** Data records follows **

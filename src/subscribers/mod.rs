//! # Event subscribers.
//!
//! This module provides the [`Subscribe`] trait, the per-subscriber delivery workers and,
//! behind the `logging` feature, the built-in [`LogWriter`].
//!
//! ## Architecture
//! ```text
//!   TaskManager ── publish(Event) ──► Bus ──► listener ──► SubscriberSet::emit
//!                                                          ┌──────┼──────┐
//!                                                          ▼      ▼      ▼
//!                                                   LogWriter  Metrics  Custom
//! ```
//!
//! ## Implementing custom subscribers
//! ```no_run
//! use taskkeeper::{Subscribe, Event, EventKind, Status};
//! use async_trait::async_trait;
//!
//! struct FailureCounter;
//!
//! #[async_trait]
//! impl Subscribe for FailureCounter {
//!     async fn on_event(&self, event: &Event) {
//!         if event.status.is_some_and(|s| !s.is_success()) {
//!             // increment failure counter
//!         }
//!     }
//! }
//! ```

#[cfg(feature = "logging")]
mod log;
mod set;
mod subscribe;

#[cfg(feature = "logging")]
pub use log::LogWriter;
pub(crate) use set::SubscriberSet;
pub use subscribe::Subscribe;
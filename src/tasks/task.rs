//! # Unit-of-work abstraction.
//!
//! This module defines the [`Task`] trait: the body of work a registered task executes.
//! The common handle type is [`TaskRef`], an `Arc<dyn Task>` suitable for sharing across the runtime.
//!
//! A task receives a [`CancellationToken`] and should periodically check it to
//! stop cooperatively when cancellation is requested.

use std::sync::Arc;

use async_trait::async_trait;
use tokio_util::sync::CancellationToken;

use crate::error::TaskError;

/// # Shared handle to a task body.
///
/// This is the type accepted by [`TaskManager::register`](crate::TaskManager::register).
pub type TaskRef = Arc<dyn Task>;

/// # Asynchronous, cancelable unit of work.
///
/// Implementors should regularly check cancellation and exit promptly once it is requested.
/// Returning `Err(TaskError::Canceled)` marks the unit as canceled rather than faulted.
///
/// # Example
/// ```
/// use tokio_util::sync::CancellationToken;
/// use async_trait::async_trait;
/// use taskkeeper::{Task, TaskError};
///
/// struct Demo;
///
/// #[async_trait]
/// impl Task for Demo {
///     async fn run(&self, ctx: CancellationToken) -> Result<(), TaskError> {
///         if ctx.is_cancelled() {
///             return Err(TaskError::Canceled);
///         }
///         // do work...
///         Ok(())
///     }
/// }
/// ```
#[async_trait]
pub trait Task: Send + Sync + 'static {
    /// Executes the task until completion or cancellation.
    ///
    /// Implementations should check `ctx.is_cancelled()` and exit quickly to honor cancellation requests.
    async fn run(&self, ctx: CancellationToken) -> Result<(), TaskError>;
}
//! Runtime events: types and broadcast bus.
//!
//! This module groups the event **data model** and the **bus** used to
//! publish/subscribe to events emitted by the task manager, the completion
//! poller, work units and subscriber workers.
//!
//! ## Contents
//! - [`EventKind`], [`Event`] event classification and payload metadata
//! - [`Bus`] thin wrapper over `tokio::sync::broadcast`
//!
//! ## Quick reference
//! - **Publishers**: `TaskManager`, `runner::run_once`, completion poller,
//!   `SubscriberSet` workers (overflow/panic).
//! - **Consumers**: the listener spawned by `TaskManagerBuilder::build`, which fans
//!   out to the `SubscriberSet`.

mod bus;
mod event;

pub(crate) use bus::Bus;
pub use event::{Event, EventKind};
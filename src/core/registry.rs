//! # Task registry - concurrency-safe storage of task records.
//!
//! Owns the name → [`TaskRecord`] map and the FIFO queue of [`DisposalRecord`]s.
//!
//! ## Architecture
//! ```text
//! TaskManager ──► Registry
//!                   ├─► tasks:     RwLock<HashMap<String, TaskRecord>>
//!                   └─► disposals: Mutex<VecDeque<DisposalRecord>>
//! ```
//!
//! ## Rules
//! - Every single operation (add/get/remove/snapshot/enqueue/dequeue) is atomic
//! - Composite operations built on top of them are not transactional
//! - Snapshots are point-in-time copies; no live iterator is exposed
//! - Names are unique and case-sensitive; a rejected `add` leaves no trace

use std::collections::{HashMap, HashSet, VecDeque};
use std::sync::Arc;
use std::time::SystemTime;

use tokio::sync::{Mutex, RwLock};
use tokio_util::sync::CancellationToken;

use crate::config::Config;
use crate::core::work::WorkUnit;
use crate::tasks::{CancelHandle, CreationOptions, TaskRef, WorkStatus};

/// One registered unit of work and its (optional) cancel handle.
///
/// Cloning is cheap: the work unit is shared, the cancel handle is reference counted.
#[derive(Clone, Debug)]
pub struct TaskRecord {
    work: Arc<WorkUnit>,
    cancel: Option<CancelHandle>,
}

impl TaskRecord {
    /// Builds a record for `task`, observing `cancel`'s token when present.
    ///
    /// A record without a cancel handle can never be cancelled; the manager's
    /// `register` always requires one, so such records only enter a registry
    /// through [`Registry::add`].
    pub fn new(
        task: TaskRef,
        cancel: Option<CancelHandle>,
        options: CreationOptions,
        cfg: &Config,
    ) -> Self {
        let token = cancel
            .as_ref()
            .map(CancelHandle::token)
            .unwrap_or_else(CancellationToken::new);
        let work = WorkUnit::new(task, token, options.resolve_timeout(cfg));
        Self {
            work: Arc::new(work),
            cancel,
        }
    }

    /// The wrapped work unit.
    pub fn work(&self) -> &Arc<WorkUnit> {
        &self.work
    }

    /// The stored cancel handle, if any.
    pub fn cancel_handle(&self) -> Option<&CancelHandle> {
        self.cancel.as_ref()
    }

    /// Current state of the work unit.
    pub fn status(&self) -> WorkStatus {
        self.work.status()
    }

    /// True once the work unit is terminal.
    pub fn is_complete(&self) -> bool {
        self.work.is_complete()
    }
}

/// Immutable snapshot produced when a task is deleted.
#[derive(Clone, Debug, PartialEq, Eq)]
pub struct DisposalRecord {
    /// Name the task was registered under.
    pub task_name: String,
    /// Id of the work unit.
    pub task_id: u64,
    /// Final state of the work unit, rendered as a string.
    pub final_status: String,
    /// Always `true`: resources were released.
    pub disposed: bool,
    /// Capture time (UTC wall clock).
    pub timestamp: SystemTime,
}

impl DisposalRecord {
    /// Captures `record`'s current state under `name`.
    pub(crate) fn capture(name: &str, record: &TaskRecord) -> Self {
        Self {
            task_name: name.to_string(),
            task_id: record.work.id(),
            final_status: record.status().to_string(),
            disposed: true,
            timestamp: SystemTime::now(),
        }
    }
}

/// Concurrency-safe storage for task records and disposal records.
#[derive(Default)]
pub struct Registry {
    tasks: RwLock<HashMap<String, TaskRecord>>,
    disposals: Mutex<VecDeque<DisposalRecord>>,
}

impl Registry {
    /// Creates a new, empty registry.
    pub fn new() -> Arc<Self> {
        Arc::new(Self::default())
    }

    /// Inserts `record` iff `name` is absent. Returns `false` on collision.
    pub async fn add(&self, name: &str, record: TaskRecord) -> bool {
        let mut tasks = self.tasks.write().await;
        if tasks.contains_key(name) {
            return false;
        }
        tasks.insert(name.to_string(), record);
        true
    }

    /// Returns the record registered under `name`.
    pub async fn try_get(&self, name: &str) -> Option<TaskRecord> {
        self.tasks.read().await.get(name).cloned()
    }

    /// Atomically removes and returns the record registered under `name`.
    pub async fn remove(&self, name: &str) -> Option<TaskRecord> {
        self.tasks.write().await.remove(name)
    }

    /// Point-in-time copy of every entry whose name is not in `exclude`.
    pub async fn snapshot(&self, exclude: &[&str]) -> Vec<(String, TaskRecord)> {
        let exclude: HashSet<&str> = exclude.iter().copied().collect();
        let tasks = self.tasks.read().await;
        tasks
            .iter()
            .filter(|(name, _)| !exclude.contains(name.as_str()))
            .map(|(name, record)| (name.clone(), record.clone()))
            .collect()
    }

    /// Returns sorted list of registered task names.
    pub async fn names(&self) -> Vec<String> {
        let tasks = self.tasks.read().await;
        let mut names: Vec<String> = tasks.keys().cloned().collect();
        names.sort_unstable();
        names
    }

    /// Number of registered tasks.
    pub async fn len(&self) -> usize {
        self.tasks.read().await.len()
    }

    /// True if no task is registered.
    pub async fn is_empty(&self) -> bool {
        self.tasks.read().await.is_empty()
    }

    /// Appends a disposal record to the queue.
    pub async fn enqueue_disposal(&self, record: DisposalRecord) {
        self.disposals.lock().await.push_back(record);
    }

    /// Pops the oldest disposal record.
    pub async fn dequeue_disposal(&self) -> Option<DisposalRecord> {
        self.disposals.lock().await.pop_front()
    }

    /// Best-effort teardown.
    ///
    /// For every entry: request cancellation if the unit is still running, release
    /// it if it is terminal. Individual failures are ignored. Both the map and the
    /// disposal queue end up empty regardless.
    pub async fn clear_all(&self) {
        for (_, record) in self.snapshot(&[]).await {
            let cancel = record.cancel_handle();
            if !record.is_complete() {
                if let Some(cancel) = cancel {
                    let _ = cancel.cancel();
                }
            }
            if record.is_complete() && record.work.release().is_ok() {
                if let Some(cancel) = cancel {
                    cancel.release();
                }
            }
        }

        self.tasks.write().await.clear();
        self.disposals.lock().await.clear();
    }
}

** End of Data records **

**Instructions for the task**.
Which lines above contain the word "CancelHandle"? List them.

**Exercise response**.
use crate::tasks::{CancelHandle, CreationOptions, TaskRef, WorkStatus};
    cancel: Option<CancelHandle>,
        cancel: Option<CancelHandle>,
            .map(CancelHandle::token)
    pub fn cancel_handle(&self) -> Option<&CancelHandle> {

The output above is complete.